Supplied information below:

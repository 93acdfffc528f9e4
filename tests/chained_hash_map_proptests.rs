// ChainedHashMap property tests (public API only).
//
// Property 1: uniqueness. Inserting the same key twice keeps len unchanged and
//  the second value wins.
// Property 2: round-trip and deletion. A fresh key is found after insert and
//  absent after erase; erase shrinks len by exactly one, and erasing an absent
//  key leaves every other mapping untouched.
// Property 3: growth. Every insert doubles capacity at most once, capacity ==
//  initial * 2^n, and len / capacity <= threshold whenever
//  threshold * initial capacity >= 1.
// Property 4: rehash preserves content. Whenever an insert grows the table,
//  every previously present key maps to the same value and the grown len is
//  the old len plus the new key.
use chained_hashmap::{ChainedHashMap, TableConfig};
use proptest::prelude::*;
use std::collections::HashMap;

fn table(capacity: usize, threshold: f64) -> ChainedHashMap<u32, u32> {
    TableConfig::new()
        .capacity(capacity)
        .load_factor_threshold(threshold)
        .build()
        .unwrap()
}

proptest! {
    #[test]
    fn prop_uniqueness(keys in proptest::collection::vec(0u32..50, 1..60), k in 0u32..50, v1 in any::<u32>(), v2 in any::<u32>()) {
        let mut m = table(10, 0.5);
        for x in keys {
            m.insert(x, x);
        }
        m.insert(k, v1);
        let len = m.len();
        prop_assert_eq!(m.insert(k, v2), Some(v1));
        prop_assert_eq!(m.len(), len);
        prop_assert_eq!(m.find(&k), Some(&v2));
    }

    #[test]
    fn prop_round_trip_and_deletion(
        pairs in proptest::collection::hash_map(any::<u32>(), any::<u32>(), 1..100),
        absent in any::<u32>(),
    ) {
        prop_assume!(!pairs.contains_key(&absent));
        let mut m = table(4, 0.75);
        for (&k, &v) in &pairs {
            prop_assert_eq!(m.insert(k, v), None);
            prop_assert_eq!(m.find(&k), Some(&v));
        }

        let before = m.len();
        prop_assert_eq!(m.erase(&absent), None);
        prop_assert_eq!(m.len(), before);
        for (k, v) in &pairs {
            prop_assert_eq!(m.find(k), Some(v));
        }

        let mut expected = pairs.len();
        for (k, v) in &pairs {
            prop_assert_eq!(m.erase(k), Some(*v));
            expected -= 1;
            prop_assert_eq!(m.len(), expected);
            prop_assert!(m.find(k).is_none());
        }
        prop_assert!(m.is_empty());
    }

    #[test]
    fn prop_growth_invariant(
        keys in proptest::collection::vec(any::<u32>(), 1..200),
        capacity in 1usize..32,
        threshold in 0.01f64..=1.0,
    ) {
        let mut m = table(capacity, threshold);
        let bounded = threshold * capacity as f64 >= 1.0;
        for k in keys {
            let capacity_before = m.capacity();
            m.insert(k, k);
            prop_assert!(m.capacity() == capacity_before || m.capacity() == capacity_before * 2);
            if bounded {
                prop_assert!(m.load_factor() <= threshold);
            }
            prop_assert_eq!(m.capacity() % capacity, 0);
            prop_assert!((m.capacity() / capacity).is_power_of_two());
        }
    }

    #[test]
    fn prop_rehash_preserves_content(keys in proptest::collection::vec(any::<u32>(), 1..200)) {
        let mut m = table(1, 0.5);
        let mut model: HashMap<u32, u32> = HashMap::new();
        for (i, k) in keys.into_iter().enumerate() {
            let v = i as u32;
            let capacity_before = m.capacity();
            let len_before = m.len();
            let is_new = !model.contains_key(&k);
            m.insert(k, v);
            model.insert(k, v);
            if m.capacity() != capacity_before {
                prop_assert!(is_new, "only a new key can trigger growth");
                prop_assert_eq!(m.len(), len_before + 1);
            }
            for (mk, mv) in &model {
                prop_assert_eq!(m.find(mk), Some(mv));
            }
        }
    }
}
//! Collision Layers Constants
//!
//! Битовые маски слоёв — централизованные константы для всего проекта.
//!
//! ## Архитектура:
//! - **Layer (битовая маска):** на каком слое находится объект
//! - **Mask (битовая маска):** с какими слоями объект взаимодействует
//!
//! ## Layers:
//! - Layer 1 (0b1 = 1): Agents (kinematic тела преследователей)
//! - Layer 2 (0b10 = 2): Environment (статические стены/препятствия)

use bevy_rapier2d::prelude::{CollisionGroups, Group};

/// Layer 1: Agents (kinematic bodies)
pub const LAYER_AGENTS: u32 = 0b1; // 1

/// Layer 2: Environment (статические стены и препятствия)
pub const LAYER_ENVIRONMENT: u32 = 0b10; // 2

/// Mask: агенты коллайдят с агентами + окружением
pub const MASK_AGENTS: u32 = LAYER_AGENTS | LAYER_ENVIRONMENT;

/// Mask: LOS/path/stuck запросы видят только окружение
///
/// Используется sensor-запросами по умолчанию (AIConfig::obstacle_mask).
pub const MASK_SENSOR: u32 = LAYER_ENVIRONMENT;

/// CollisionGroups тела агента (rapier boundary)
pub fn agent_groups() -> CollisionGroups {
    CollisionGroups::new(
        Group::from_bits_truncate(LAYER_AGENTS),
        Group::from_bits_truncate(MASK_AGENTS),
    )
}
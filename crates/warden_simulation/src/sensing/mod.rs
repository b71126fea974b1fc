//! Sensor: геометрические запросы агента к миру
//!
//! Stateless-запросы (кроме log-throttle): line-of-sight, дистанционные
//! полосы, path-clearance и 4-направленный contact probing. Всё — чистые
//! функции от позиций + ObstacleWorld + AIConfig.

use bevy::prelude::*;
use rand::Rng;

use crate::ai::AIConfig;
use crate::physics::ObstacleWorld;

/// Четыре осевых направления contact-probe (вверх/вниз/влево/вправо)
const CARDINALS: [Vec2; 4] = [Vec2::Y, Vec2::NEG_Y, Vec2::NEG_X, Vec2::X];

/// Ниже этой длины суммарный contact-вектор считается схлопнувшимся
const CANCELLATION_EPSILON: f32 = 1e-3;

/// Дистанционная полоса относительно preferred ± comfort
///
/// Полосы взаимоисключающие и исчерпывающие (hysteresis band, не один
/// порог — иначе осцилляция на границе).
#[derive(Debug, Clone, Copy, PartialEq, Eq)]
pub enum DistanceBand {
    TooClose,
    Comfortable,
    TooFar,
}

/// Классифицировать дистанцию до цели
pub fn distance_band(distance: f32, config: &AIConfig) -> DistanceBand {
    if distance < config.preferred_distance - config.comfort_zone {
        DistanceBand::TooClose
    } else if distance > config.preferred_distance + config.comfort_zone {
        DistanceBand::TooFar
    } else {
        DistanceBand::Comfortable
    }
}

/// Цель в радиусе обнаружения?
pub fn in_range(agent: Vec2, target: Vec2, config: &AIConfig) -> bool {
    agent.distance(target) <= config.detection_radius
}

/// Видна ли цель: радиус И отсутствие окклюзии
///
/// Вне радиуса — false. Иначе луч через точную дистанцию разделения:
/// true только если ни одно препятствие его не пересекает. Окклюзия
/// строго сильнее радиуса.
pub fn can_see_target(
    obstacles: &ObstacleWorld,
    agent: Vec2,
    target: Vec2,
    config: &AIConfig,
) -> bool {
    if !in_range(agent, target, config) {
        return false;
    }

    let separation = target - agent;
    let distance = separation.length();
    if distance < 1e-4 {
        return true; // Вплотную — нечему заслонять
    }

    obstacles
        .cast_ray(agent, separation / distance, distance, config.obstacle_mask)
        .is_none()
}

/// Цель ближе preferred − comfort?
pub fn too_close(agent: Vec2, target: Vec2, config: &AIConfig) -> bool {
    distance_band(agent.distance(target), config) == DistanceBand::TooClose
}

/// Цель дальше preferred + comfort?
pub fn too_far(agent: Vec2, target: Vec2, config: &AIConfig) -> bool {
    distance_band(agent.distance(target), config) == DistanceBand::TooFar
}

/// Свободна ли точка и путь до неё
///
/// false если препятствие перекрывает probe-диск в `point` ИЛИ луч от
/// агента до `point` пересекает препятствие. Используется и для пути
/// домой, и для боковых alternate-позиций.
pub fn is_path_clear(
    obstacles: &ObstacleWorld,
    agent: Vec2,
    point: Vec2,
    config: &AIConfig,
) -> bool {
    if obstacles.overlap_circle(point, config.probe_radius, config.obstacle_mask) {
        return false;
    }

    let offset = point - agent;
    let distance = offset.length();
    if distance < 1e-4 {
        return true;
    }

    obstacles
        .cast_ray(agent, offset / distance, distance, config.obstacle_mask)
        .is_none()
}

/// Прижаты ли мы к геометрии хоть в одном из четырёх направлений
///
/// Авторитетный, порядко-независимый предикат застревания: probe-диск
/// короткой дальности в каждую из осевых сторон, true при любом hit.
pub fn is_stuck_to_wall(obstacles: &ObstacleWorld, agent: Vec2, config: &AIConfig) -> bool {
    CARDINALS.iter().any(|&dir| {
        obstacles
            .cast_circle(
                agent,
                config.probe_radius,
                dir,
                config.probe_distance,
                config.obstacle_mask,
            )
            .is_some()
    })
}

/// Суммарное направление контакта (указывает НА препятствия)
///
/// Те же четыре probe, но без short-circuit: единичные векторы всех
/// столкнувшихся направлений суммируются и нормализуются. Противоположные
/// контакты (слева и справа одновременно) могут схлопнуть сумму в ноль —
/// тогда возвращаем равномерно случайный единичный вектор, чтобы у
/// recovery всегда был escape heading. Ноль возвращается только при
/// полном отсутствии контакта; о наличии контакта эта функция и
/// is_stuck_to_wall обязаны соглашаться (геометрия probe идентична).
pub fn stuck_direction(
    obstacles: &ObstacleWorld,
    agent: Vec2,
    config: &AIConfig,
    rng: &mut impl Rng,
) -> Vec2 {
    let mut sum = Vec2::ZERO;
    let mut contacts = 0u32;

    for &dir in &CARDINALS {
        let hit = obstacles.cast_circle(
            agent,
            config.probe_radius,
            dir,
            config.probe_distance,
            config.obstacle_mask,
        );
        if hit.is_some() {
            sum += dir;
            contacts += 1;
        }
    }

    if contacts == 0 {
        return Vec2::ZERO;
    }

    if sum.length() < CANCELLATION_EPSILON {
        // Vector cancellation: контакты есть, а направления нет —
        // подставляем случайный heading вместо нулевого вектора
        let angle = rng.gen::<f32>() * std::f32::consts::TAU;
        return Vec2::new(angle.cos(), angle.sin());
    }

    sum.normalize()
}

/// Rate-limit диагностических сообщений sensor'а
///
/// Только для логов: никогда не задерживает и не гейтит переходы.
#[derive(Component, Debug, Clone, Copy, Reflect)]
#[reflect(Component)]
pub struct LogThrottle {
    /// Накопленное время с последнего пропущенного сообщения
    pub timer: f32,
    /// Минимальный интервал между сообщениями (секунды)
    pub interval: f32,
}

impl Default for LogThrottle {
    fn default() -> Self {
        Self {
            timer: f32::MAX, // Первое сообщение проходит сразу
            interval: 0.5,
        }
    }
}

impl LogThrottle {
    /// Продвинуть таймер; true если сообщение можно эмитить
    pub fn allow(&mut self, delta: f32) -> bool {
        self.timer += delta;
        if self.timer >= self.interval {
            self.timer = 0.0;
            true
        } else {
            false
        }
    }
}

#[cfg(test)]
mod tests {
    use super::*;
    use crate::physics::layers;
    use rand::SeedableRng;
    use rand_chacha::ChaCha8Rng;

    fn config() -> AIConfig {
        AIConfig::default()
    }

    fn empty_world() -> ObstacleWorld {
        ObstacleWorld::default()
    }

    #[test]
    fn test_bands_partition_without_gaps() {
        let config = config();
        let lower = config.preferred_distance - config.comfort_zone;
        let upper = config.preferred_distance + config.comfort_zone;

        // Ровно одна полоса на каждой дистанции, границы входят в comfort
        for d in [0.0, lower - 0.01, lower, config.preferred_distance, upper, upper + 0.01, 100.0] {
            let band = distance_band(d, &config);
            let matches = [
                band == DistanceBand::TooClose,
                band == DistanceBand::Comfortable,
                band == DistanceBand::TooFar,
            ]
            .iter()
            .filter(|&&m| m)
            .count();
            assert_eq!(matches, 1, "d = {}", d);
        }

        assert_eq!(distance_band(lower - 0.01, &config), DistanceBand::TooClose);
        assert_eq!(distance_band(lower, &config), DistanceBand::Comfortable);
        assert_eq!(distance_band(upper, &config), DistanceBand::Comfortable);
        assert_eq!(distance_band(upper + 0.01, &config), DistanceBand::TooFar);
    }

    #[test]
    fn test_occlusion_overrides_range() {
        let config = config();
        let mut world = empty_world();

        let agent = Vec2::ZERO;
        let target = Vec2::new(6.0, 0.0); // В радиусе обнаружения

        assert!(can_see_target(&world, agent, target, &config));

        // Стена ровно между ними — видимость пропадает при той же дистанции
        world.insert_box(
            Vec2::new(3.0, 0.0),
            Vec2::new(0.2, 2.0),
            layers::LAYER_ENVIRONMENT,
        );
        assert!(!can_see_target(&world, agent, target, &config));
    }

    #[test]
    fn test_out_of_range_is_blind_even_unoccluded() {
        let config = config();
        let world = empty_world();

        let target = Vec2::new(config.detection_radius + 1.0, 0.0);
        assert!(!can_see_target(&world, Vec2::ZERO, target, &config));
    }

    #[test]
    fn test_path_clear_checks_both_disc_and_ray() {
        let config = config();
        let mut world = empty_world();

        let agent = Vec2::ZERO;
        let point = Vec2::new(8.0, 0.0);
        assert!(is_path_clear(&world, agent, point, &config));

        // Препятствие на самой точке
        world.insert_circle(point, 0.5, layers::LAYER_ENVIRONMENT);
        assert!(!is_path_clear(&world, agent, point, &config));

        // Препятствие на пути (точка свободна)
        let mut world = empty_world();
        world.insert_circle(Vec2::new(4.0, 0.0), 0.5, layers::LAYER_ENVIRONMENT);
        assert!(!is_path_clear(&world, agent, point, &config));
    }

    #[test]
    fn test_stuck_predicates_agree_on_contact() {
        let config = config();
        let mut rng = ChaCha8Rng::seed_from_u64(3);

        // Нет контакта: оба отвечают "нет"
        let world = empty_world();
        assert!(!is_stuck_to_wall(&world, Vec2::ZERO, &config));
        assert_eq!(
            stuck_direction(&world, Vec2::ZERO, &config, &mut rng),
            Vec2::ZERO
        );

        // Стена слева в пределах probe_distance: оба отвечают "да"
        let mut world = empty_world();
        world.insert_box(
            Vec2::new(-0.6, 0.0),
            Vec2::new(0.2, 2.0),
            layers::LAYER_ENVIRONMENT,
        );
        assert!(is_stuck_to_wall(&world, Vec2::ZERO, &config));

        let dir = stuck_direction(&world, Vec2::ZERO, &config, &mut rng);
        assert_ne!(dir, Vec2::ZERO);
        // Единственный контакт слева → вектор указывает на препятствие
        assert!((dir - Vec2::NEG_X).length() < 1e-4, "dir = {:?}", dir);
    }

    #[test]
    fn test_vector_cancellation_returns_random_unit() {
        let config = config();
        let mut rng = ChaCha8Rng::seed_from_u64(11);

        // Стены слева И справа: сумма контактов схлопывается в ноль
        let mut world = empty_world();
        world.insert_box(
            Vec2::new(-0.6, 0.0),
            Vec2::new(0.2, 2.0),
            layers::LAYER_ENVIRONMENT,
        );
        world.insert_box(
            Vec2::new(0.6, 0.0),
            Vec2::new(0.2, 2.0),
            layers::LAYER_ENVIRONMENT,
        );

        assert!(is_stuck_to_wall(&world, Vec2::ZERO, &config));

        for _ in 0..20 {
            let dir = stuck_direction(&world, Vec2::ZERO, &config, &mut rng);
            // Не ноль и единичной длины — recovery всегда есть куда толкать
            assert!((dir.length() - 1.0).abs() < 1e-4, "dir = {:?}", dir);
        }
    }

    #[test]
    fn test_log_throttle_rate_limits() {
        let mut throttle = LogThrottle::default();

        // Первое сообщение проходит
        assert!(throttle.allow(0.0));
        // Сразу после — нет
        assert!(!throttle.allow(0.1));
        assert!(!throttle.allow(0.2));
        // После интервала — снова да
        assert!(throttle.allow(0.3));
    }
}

End of Supplied information.

_The task_. Could you set down, exactly as written, the lines above between the one holding "let v = i as u32;" and the one holding "prop_assert_eq!(m.len(), len_before +", inclusive, and nothing more?

_Finished task_.
            let v = i as u32;
            let capacity_before = m.capacity();
            let len_before = m.len();
            let is_new = !model.contains_key(&k);
            m.insert(k, v);
            model.insert(k, v);
            if m.capacity() != capacity_before {
                prop_assert!(is_new, "only a new key can trigger growth");
                prop_assert_eq!(m.len(), len_before + 1);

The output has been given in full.